今日の時計『ラド・マンハッタン』

RADO| Manhattan

神奈川県K.S.様ご依頼品

ラドのマンハッタンのオーバーホールとフルポリッシュのご依頼です。お父様より約50年前に買ってもらったものとの事。経年のご使用による汚れ・サビなどが特に外装部分に見られましたが、当工房にて手入れを実施してかなりキレイになりました。風防やリュウズの防水ガスケットは、いずれもヘドロ状に溶けてこびりついている状態でしたが、それが幸い(?)して内部ムーブメントは気密性が保たれており、パーツの交換はせずに済みました。やはりワン・オーナーでお持ちだったものは、状態が良いものが多い印象です。オークションのような人手を渡って、そのたびにいじり回したようなものは、中までサビが回ってボロボロになったものを良く見かけます。尋常でなく毛ゴミだらけだったりします。ホコリっぽい場所なのに持ち主が何も知らず興味本位で裏蓋を開けたかもしれません。下手クソな業者をたらい回しになったかも知れません。最悪なものではゴミ箱から回収してきたものを堂々とヤフオクあたりで売りさばいていたりします。(出品者が他に何を出品しているかよく観察してください。同時に出品している品の顔ぶれで明らかにそれと分かることがあります。そういうところからは『絶対に』買ってはいけません)リュウズが付いていないなどもってのほかです。そういうものは湿気が内部に混入し放題ですから、ほぼ確実に内部のムーブメントは錆びています。不動のジャンク品とはそういうもので、オーバーホールでは直りません。それを見積もり無料をいいことに平気で送ってくる人があまりに多くて疲れました。今後は状態の悪いものは入り口の時点で区別します。不動品の場合は見積もり手数料をとることも検討中です。

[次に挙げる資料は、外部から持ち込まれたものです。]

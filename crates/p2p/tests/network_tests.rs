//! Tests for the network handle and disconnect reasons.

use libp2p::PeerId;
use protocore_p2p::{Command, DisconnectReason, NetworkHandle};
use tokio::sync::mpsc;

#[test]
fn test_disconnect_reason_codes() {
    assert_eq!(DisconnectReason::TooManyPeers.code(), 0x04);
    assert_eq!(DisconnectReason::BreachOfProtocol.code(), 0x02);
    assert_eq!(
        DisconnectReason::from_code(0x04),
        Some(DisconnectReason::TooManyPeers)
    );
    assert_eq!(DisconnectReason::from_code(0x07), None);
    assert_eq!(
        DisconnectReason::TooManyPeers.to_string(),
        "TOO_MANY_PEERS (0x04)"
    );
}

#[tokio::test]
async fn test_network_handle_disconnect() {
    let (tx, mut rx) = mpsc::channel(10);
    let handle = NetworkHandle::new(tx);
    let peer_id = PeerId::random();

    handle
        .disconnect(peer_id, DisconnectReason::UselessPeer)
        .await
        .unwrap();
    assert_eq!(
        rx.recv().await,
        Some(Command::Disconnect(peer_id, DisconnectReason::UselessPeer))
    );

    handle.shutdown().await.unwrap();
    assert_eq!(rx.recv().await, Some(Command::Shutdown));
}

#[tokio::test]
async fn test_connection_does_not_block_when_channel_full() {
    let (tx, mut rx) = mpsc::channel(1);
    let handle = NetworkHandle::new(tx);
    let first = PeerId::random();
    let second = PeerId::random();

    handle.connection(first).disconnect(DisconnectReason::TooManyPeers);
    // Channel is full; the second request is dropped rather than blocking
    handle.connection(second).disconnect(DisconnectReason::TooManyPeers);
    assert!(handle
        .try_disconnect(second, DisconnectReason::TooManyPeers)
        .is_err());

    assert_eq!(
        rx.recv().await,
        Some(Command::Disconnect(first, DisconnectReason::TooManyPeers))
    );
    assert!(rx.try_recv().is_err());
}

#[tokio::test]
async fn test_closed_channel_reports_error() {
    let (tx, rx) = mpsc::channel(1);
    let handle = NetworkHandle::new(tx);
    drop(rx);
    assert!(handle.shutdown().await.is_err());
}
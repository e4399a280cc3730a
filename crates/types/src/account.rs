//! Account values stored at the leaves of the world-state trie.

use crate::{Error, Result, H256, EMPTY_CODE_HASH, EMPTY_TRIE_ROOT};
use alloy_primitives::U256;
use rlp::{Decodable, DecoderError, Encodable, Rlp, RlpStream};

/// The RLP list `[nonce, balance, storage_root, code_hash]` held by an
/// account-trie leaf.
#[derive(Debug, Clone, PartialEq, Eq)]
pub struct StateTrieAccountValue {
    /// Transaction count of the account
    pub nonce: u64,
    /// Balance in wei
    pub balance: U256,
    /// Root of the account's storage trie
    pub storage_root: H256,
    /// Hash of the account's contract code
    pub code_hash: H256,
}

impl StateTrieAccountValue {
    /// Decodes an account value from its RLP encoding.
    pub fn from_rlp(data: &[u8]) -> Result<Self> {
        rlp::decode(data).map_err(Error::RlpDecode)
    }

    /// Whether the account references a non-empty storage trie.
    pub fn has_storage(&self) -> bool {
        self.storage_root != EMPTY_TRIE_ROOT
    }

    /// Whether the account references contract code.
    pub fn has_code(&self) -> bool {
        self.code_hash != EMPTY_CODE_HASH
    }
}

impl Default for StateTrieAccountValue {
    fn default() -> Self {
        Self {
            nonce: 0,
            balance: U256::ZERO,
            storage_root: EMPTY_TRIE_ROOT,
            code_hash: EMPTY_CODE_HASH,
        }
    }
}

impl Encodable for StateTrieAccountValue {
    fn rlp_append(&self, s: &mut RlpStream) {
        s.begin_list(4);
        s.append(&self.nonce);
        let balance = self.balance.to_be_bytes_trimmed_vec();
        s.append(&balance);
        s.append(&self.storage_root);
        s.append(&self.code_hash);
    }
}

impl Decodable for StateTrieAccountValue {
    fn decode(rlp: &Rlp<'_>) -> std::result::Result<Self, DecoderError> {
        if rlp.item_count()? != 4 {
            return Err(DecoderError::RlpIncorrectListLen);
        }
        let balance = rlp.at(1)?.decoder().decode_value(|bytes| {
            if bytes.first() == Some(&0) {
                return Err(DecoderError::RlpInvalidIndirection);
            }
            U256::try_from_be_slice(bytes).ok_or(DecoderError::RlpIsTooBig)
        })?;
        Ok(Self {
            nonce: rlp.val_at(0)?,
            balance,
            storage_root: rlp.val_at(2)?,
            code_hash: rlp.val_at(3)?,
        })
    }
}
//! Tests for the task queue

use protocore_state_sync::{InMemoryTaskQueue, NodeDataRequest, StandaloneTask, Task};
use protocore_types::H256;

fn request(n: u8) -> NodeDataRequest {
    NodeDataRequest::account_trie_node(H256::keccak256(&[n]))
}

#[test]
fn test_dequeue_in_fifo_order() {
    let queue = InMemoryTaskQueue::new();
    assert_eq!(queue.enqueue((0..5).map(request)), 5);

    let batch = queue.dequeue_batch(3);
    let hashes: Vec<_> = batch.iter().map(|t| t.data().hash()).collect();
    assert_eq!(hashes, (0..3).map(|n| request(n).hash()).collect::<Vec<_>>());
    assert_eq!(queue.size(), 2);
    assert_eq!(queue.outstanding(), 3);
    assert!(!queue.all_tasks_completed());
}

#[test]
fn test_completed_task_releases_slot() {
    let queue = InMemoryTaskQueue::new();
    queue.enqueue([request(1)]);

    let mut task = queue.dequeue().unwrap();
    task.mark_completed();

    assert!(task.is_completed());
    assert!(!task.is_failed());
    assert_eq!(queue.outstanding(), 0);
    assert_eq!(queue.completed_count(), 1);
    assert!(queue.all_tasks_completed());
}

#[test]
fn test_failed_task_retried_first() {
    let queue = InMemoryTaskQueue::new();
    queue.enqueue([request(1), request(2)]);

    let mut task = queue.dequeue().unwrap();
    let data = bytes::Bytes::from_static(&[1]);
    task.data_mut().set_data(data).unwrap();
    task.mark_failed();

    assert!(task.is_failed());
    assert_eq!(queue.outstanding(), 0);
    assert_eq!(queue.retried_count(), 1);

    let pending = queue.pending_requests();
    assert_eq!(pending, vec![request(1), request(2)]);
    assert!(!pending[0].has_data());
}

#[test]
fn test_task_ends_only_once() {
    let queue = InMemoryTaskQueue::new();
    queue.enqueue([request(1)]);

    let mut task = queue.dequeue().unwrap();
    task.mark_completed();
    task.mark_failed();
    task.mark_completed();

    assert!(task.is_completed());
    assert!(!task.is_failed());
    assert_eq!(queue.completed_count(), 1);
    assert_eq!(queue.size(), 0);
}

#[test]
fn test_dropped_task_is_retried() {
    let queue = InMemoryTaskQueue::new();
    queue.enqueue([request(1)]);

    drop(queue.dequeue_batch(10));

    assert_eq!(queue.outstanding(), 0);
    assert_eq!(queue.pending_requests(), vec![request(1)]);
}

#[test]
fn test_closed_queue_discards_work() {
    let queue = InMemoryTaskQueue::new();
    queue.enqueue([request(1), request(2)]);
    let mut task = queue.dequeue().unwrap();

    queue.close();
    assert!(queue.is_closed());
    assert_eq!(queue.size(), 0);
    assert_eq!(queue.enqueue([request(3)]), 0);
    assert!(queue.dequeue().is_none());

    task.mark_failed();
    assert_eq!(queue.size(), 0);
    assert_eq!(queue.outstanding(), 0);
}

#[test]
fn test_standalone_task_transitions() {
    let mut task = StandaloneTask::new(request(1));
    assert!(!task.is_completed() && !task.is_failed());

    task.mark_failed();
    task.mark_completed();
    assert!(task.is_failed());
    assert!(!task.is_completed());
}
//! Finalization of one downloaded task.

use protocore_storage::WorldStateStorage;
use protocore_types::BlockHeader;
use std::sync::atomic::{AtomicU64, Ordering};
use std::sync::Arc;
use tracing::{error, trace};

use crate::download_state::DownloadState;
use crate::task::Task;
use crate::RequestKind;

/// Decides whether a task that came back from a peer succeeded, and if so
/// buffers its node for writing and queues the nodes it references.
pub struct CompleteTaskStep {
    storage: Arc<dyn WorldStateStorage>,
    completed: AtomicU64,
    failed: AtomicU64,
}

impl CompleteTaskStep {
    /// Create a step checking completion against `storage`
    pub fn new(storage: Arc<dyn WorldStateStorage>) -> Self {
        Self {
            storage,
            completed: AtomicU64::new(0),
            failed: AtomicU64::new(0),
        }
    }

    /// Tasks marked completed by this step
    pub fn completed_count(&self) -> u64 {
        self.completed.load(Ordering::Relaxed)
    }

    /// Tasks marked failed by this step
    pub fn failed_count(&self) -> u64 {
        self.failed.load(Ordering::Relaxed)
    }

    /// Finish `task` for the download of `header`'s state.
    ///
    /// A task without data, or whose data cannot be decoded, is marked failed
    /// and workers are woken to retry it. Otherwise the node is buffered in
    /// `download_state` (the target's root node is held separately), its
    /// children are enqueued, the task is completed and the session is checked
    /// for completion.
    pub async fn mark_as_complete_or_failed<S, T>(
        &self,
        header: &BlockHeader,
        download_state: &S,
        task: &mut T,
    ) where
        S: DownloadState + ?Sized,
        T: Task + ?Sized,
    {
        let request = task.data();
        let Some(data) = request.data().cloned() else {
            trace!(request = %request, "No data for task");
            self.fail(download_state, task);
            return;
        };

        let children = match request.child_requests() {
            Ok(children) => children,
            Err(e) => {
                error!(hash = %request.hash(), kind = %request.kind(), error = %e, "Received invalid world state node");
                self.fail(download_state, task);
                return;
            }
        };

        if request.kind() == RequestKind::AccountTrieNode && request.hash() == header.state_root {
            download_state.set_root_node_data(data);
        } else {
            download_state.buffer_node(request.clone());
        }

        download_state.enqueue_requests(children).await;
        task.mark_completed();
        self.completed.fetch_add(1, Ordering::Relaxed);
        download_state.check_completion(self.storage.as_ref(), header);
    }

    fn fail<S, T>(&self, download_state: &S, task: &mut T)
    where
        S: DownloadState + ?Sized,
        T: Task + ?Sized,
    {
        task.mark_failed();
        self.failed.fetch_add(1, Ordering::Relaxed);
        download_state.notify_task_available();
    }
}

モノを大切にしてきた人には優しくありたいです。一時の興味で手に入れてしまったようなものは、修理に見合ったそれなりの対価をいただくということです。相応のご覚悟を持って出していただきたいと思います。これは差別ではなく区別です。なまじアトリエ・ドゥには技術力がありますので、ゴミ捨て場から拾ってきたものでも私が本気でやれば直せます。ただし、それには莫大な予算が必要ということです。中途半端なお気持ちでのご利用は固くご遠慮願います。ご不快に思った方申し訳ございません。世に修理の店はいくらでもございます。どうぞ他所様へお越しになってください。